_Work task_. Can you return the records below exactly as they stand, but only from the first line through the one with "pub const EXPORT_FILENAME: &str"?

Stored records:
= = = = =
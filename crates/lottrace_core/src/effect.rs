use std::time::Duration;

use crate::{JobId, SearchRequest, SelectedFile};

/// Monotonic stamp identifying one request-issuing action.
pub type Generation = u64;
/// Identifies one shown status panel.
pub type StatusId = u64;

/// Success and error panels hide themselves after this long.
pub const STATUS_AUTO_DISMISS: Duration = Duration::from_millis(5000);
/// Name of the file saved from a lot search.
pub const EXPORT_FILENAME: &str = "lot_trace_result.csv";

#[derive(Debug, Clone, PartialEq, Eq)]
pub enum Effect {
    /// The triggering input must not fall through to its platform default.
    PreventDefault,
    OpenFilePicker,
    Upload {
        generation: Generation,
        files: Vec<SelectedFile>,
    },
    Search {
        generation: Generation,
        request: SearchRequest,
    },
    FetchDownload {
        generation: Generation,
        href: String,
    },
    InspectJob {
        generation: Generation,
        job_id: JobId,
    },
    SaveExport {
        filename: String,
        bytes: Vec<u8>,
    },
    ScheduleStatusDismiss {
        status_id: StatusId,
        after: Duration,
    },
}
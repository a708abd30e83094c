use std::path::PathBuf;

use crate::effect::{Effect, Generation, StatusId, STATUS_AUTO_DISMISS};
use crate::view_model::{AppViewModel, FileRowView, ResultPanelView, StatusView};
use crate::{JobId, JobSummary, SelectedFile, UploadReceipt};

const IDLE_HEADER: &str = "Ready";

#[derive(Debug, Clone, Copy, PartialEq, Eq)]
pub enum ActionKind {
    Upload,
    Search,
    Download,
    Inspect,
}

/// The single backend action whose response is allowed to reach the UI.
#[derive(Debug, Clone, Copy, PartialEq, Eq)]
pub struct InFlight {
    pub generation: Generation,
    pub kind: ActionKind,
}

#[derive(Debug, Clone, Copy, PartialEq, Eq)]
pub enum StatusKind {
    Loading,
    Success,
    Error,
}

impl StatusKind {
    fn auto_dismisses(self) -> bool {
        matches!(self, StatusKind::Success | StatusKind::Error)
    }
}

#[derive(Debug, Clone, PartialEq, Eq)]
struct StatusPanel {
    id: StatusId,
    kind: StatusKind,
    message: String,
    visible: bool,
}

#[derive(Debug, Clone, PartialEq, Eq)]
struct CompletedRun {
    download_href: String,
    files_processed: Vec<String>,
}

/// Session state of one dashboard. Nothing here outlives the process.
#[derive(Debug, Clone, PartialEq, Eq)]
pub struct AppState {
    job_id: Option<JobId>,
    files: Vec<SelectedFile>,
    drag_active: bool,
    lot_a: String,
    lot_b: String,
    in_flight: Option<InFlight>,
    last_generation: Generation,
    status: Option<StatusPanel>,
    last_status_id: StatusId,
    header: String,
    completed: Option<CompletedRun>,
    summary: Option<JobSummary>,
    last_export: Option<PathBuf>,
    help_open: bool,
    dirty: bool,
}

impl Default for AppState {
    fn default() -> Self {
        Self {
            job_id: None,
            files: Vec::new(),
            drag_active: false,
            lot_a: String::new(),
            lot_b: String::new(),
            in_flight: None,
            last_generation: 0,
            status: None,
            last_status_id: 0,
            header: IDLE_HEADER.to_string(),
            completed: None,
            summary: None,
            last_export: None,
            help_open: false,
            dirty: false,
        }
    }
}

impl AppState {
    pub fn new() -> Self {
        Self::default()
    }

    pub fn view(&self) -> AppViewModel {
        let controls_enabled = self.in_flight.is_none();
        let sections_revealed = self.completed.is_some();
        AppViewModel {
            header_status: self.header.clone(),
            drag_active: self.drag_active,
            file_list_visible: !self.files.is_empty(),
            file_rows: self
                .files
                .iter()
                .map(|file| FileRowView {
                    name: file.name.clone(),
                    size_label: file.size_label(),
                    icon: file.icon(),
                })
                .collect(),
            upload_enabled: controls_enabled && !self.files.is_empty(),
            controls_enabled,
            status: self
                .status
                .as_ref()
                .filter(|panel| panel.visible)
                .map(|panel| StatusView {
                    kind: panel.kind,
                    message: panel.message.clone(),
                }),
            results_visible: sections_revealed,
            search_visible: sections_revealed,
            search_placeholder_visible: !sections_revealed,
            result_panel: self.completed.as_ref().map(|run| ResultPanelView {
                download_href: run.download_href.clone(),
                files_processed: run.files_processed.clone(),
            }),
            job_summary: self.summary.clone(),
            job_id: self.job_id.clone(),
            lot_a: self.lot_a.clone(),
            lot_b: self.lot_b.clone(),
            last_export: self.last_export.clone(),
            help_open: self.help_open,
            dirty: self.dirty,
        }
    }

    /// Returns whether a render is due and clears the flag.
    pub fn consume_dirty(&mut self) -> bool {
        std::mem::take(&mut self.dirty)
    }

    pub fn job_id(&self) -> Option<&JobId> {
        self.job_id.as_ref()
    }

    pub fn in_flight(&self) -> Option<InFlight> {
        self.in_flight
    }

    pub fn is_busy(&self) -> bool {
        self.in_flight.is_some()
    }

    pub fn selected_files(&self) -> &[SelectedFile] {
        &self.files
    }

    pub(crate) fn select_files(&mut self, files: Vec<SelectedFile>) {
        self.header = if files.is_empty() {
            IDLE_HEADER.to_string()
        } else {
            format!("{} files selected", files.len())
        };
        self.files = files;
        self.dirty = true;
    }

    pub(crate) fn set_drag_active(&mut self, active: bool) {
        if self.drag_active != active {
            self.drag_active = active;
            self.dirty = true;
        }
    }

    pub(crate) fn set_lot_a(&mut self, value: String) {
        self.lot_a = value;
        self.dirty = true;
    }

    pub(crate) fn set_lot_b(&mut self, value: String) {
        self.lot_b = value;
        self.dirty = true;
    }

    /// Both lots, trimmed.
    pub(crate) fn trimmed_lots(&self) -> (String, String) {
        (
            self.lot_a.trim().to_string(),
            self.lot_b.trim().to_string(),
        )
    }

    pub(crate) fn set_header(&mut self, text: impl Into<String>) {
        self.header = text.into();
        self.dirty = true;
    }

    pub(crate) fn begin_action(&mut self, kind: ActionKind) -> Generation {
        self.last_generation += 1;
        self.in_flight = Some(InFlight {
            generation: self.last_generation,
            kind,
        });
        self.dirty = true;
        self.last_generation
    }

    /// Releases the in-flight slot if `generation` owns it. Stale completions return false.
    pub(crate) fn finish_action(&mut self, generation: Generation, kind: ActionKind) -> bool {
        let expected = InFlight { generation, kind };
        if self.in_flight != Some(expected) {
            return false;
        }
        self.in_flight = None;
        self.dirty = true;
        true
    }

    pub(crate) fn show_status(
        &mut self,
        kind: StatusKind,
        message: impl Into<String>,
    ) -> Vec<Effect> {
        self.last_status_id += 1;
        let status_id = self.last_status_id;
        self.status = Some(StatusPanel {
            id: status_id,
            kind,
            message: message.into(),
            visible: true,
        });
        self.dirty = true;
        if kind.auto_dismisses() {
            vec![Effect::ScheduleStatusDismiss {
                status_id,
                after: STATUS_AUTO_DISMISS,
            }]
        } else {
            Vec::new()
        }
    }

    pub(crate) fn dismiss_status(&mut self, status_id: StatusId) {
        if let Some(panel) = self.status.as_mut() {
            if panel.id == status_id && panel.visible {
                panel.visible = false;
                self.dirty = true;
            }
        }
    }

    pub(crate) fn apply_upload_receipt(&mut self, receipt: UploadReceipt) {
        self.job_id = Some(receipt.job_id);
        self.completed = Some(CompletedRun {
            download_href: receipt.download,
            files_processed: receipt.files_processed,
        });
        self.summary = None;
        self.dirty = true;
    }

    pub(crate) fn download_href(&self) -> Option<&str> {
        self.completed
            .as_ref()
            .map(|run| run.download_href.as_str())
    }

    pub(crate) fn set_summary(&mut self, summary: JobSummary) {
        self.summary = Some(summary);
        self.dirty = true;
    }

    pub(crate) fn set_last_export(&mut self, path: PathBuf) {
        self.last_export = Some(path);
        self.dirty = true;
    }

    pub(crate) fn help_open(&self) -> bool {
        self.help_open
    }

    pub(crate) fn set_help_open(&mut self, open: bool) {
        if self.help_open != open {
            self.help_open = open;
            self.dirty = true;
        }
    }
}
= = = = =
_Problem solution_.
filename crates/lottrace_core/src/effect.rs
use std::time::Duration;

use crate::{JobId, SearchRequest, SelectedFile};

/// Monotonic stamp identifying one request-issuing action.
pub type Generation = u64;
/// Identifies one shown status panel.
pub type StatusId = u64;

/// Success and error panels hide themselves after this long.
pub const STATUS_AUTO_DISMISS: Duration = Duration::from_millis(5000);
/// Name of the file saved from a lot search.
pub const EXPORT_FILENAME: &str = "lot_trace_result.csv";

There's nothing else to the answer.